The meeting had been expected to focus on educational community benefits such as the Harvard Allston Education Portal, which provides mentoring programs, a Harvard faculty speaker series, and other educational services. Houghton, however, requested to bypass the items on the agenda in favor of a meeting-long discussion of the master plan. He argued that although the Ed Portal is a good addition to Allston, a discussion limited to educational programming misses the bigger picture.
“We’re starting from the bottom and trying to figure out a community benefits package, which is going to impact this community for a decade,” Houghton said. “And this is not the way to go about it.”
Although task force chair and Allston resident Ray V. Mellone opted not to bypass the agenda, roughly the first 30 minutes of the meeting were devoted to Houghton’s concerns, which were echoed by several other task force members.
“These are the questions that are going to define the neighborhood for the next 10 years, and I think it merits some discussion when we’re not being rushed through to hear a presentation by the University or someone else,” task force member and Allston resident Harry E. Mattison said.
Autler said he would be open to holding another meeting to discuss the task force members’ concerns. The task force is tentatively scheduled to preview the master plan at its next meeting on July 1.
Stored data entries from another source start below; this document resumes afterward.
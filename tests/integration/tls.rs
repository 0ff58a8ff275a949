//! HTTPS handshakes against a local server whose certificate chains to a
//! private root CA.

use std::path::PathBuf;
use std::sync::Arc;

use restapi::client::ClientConfigBuilder;
use restapi::ClientConfig;
use tokio::io::{AsyncReadExt, AsyncWriteExt};
use tokio::net::TcpListener;
use tokio_rustls::rustls;
use tokio_rustls::rustls::pki_types::pem::PemObject;
use tokio_rustls::rustls::pki_types::{CertificateDer, PrivateKeyDer};
use tokio_rustls::TlsAcceptor;

use super::common::{client, init_tracing};

const BODY: &str = r#"{"secure":true}"#;

fn fixture(name: &str) -> PathBuf {
    PathBuf::from(env!("CARGO_MANIFEST_DIR"))
        .join("crates/api-client/tests/fixtures")
        .join(name)
}

fn provider() -> Arc<rustls::crypto::CryptoProvider> {
    rustls::crypto::CryptoProvider::get_default()
        .cloned()
        .unwrap_or_else(|| Arc::new(rustls::crypto::ring::default_provider()))
}

fn certs(name: &str) -> Vec<CertificateDer<'static>> {
    CertificateDer::pem_file_iter(fixture(name))
        .unwrap()
        .collect::<Result<_, _>>()
        .unwrap()
}

fn server_config(require_client_cert: bool) -> rustls::ServerConfig {
    let builder = rustls::ServerConfig::builder_with_provider(provider())
        .with_safe_default_protocol_versions()
        .unwrap();

    let builder = if require_client_cert {
        let mut roots = rustls::RootCertStore::empty();
        for ca in certs("ca.pem") {
            roots.add(ca).unwrap();
        }
        let verifier =
            rustls::server::WebPkiClientVerifier::builder_with_provider(Arc::new(roots), provider())
                .build()
                .unwrap();
        builder.with_client_cert_verifier(verifier)
    } else {
        builder.with_no_client_auth()
    };

    let key = PrivateKeyDer::from_pem_file(fixture("server.key")).unwrap();
    builder.with_single_cert(certs("server.crt"), key).unwrap()
}

/// Start an HTTPS server answering every request with [`BODY`]; returns its base URI.
async fn serve(require_client_cert: bool) -> String {
    init_tracing();
    let acceptor = TlsAcceptor::from(Arc::new(server_config(require_client_cert)));
    let listener = TcpListener::bind("127.0.0.1:0").await.unwrap();
    let port = listener.local_addr().unwrap().port();

    tokio::spawn(async move {
        while let Ok((stream, _)) = listener.accept().await {
            let acceptor = acceptor.clone();
            tokio::spawn(async move {
                // Failed handshakes just drop the connection.
                let Ok(mut tls) = acceptor.accept(stream).await else {
                    return;
                };

                let mut request = Vec::new();
                let mut buf = [0u8; 1024];
                while !request.windows(4).any(|w| w == b"\r\n\r\n") {
                    match tls.read(&mut buf).await {
                        Ok(0) | Err(_) => return,
                        Ok(n) => request.extend_from_slice(&buf[..n]),
                    }
                }

                let response = format!(
                    "HTTP/1.1 200 OK\r\ncontent-type: application/json\r\ncontent-length: {}\r\nconnection: close\r\n\r\n{}",
                    BODY.len(),
                    BODY
                );
                let _ = tls.write_all(response.as_bytes()).await;
                let _ = tls.shutdown().await;
            });
        }
    });

    format!("https://127.0.0.1:{}", port)
}

fn https(uri: &str) -> ClientConfigBuilder {
    ClientConfig::builder(uri)
}

#[tokio::test]
async fn test_private_root_ca_verifies_server() {
    let uri = serve(false).await;
    let api = client(https(&uri).with_root_ca_file(fixture("ca.pem")));

    let body = api.send_request("GET", "/secure", "").await.unwrap();
    assert_eq!(body, BODY);
}

#[tokio::test]
async fn test_inline_root_ca_verifies_server() {
    let uri = serve(false).await;
    let ca = std::fs::read_to_string(fixture("ca.pem")).unwrap();
    let api = client(https(&uri).with_root_ca_pem(ca));

    assert_eq!(api.send_request("GET", "/secure", "").await.unwrap(), BODY);
}

#[tokio::test]
async fn test_unknown_issuer_is_rejected_without_root_ca() {
    let uri = serve(false).await;
    let api = client(https(&uri));

    let err = api.send_request("GET", "/secure", "").await.unwrap_err();
    assert!(err.is_transport(), "unexpected error: {err}");
    assert!(!err.is_timeout());
}

#[tokio::test]
async fn test_insecure_skip_verify_accepts_unknown_issuer() {
    let uri = serve(false).await;
    let api = client(https(&uri).with_insecure_skip_verify(true));

    assert_eq!(api.send_request("GET", "/secure", "").await.unwrap(), BODY);
}

#[tokio::test]
async fn test_client_identity_is_presented() {
    let uri = serve(true).await;
    let api = client(
        https(&uri)
            .with_root_ca_file(fixture("ca.pem"))
            .with_client_cert_files(fixture("client.crt"), fixture("client.key")),
    );

    assert_eq!(api.send_request("GET", "/secure", "").await.unwrap(), BODY);
}

#[tokio::test]
async fn test_mutual_tls_server_rejects_anonymous_client() {
    let uri = serve(true).await;
    let api = client(https(&uri).with_root_ca_file(fixture("ca.pem")));

    let err = api.send_request("GET", "/secure", "").await.unwrap_err();
    assert!(err.is_transport(), "unexpected error: {err}");
}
Following the discussion of the master plan, Robert A. Lue, the faculty director of the Ed Portal, gave a presentation that included discussion of HarvardX, Harvard’s branch of the online learning venture edX. Lue, who is also a biology professor of practice, asked for the task force and residents’ thoughts on expanding the role of technology at the Ed Portal. Acknowledging that not all Allston residents know how to use computers, Lue said he hopes the Ed Portal could encourage and teach those residents to “plug in” with its programming.
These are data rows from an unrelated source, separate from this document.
//! Error types for restapi-client.

/// Result type alias for restapi-client operations.
pub type Result<T> = std::result::Result<T, Error>;

/// Error type for restapi-client operations.
#[derive(Debug, thiserror::Error)]
#[error("{kind}")]
pub struct Error {
    /// The kind of error that occurred.
    pub kind: ErrorKind,
    /// Optional source error.
    #[source]
    pub source: Option<Box<dyn std::error::Error + Send + Sync>>,
}

impl Error {
    /// Create a new error with the given kind.
    pub fn new(kind: ErrorKind) -> Self {
        Self { kind, source: None }
    }

    /// Create a new error with the given kind and source.
    pub fn with_source(
        kind: ErrorKind,
        source: impl std::error::Error + Send + Sync + 'static,
    ) -> Self {
        Self {
            kind,
            source: Some(Box::new(source)),
        }
    }

    /// Shorthand for a configuration error.
    pub(crate) fn config(message: impl Into<String>) -> Self {
        Self::new(ErrorKind::Configuration(message.into()))
    }

    /// Shorthand for a decoding error.
    pub(crate) fn decoding(message: impl Into<String>) -> Self {
        Self::new(ErrorKind::Decoding(message.into()))
    }

    /// Returns true if the client could not be constructed from its options.
    pub fn is_configuration(&self) -> bool {
        matches!(self.kind, ErrorKind::Configuration(_))
    }

    /// Returns true if no authorization could be produced for the request.
    pub fn is_authentication(&self) -> bool {
        matches!(self.kind, ErrorKind::Authentication(_))
    }

    /// Returns true for connection, TLS and timeout failures.
    pub fn is_transport(&self) -> bool {
        matches!(self.kind, ErrorKind::Transport(_) | ErrorKind::Timeout)
    }

    /// Returns true if the request exceeded the configured timeout.
    pub fn is_timeout(&self) -> bool {
        matches!(self.kind, ErrorKind::Timeout)
    }

    /// Returns true if the API answered with a non-2xx status.
    pub fn is_api(&self) -> bool {
        matches!(self.kind, ErrorKind::Api { .. })
    }

    /// Returns true if a body or field could not be decoded.
    pub fn is_decoding(&self) -> bool {
        matches!(self.kind, ErrorKind::Decoding(_))
    }

    /// Returns true if the caller cancelled the operation.
    pub fn is_cancelled(&self) -> bool {
        matches!(self.kind, ErrorKind::Cancelled)
    }

    /// The HTTP status of an API error.
    pub fn status(&self) -> Option<u16> {
        match &self.kind {
            ErrorKind::Api { status, .. } => Some(*status),
            _ => None,
        }
    }

    /// The response body of an API error.
    pub fn body(&self) -> Option<&str> {
        match &self.kind {
            ErrorKind::Api { body, .. } => Some(body),
            _ => None,
        }
    }
}

/// The kind of error that occurred.
#[derive(Debug, thiserror::Error)]
pub enum ErrorKind {
    /// Invalid construction options.
    #[error("Configuration error: {0}")]
    Configuration(String),

    /// The authorization header could not be produced.
    #[error("Authentication error: {0}")]
    Authentication(String),

    /// Connection, DNS or TLS failure.
    #[error("Transport error: {0}")]
    Transport(String),

    /// Request timeout.
    #[error("Request timeout")]
    Timeout,

    /// Non-2xx response.
    #[error("unexpected response code '{status}': {body}")]
    Api { status: u16, body: String },

    /// Body or field could not be decoded.
    #[error("Decoding error: {0}")]
    Decoding(String),

    /// Cancelled by the caller before completion.
    #[error("Request cancelled")]
    Cancelled,
}

impl From<reqwest::Error> for Error {
    fn from(err: reqwest::Error) -> Self {
        let kind = if err.is_timeout() {
            ErrorKind::Timeout
        } else if err.is_builder() {
            ErrorKind::Configuration(err.to_string())
        } else {
            ErrorKind::Transport(err.to_string())
        };

        Error::with_source(kind, err)
    }
}

impl From<serde_json::Error> for Error {
    fn from(err: serde_json::Error) -> Self {
        Error::with_source(ErrorKind::Decoding(err.to_string()), err)
    }
}

impl From<url::ParseError> for Error {
    fn from(err: url::ParseError) -> Self {
        Error::with_source(
            ErrorKind::Configuration(format!("Invalid URL: {}", err)),
            err,
        )
    }
}

impl From<restapi_auth::Error> for Error {
    fn from(err: restapi_auth::Error) -> Self {
        let kind = if err.is_config() {
            ErrorKind::Configuration(err.to_string())
        } else {
            ErrorKind::Authentication(err.to_string())
        };
        Error::with_source(kind, err)
    }
}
Several residents responded positively to Lue’s ideas. Still, task force member and Allston resident Brent C. Whelan ’73 questioned the feasibility and cost of translating those ideas into practice. For his part, Houghton challenged the relevance of the presentation altogether to the task force’s role in shaping the master plan—something he said that he did not entirely understand.
Kairos Shen, chief planner of the BRA, said that the task force’s role in the community benefits conversation is to consider, help prioritize, and provide feedback on potential services. But with the future needs of the community still unclear, Mattison questioned how the task force could prioritize benefits that could be in place years from now.
“How on earth can we...say...that bridging the digital divide is more or less important than day care and early childhood education or job re-training?” Mattison said. “We’re not going to try to micromanage knowing eight years from now what the demand for English as a second language is going to be. Because who knows what this community is going to be like in eight years?”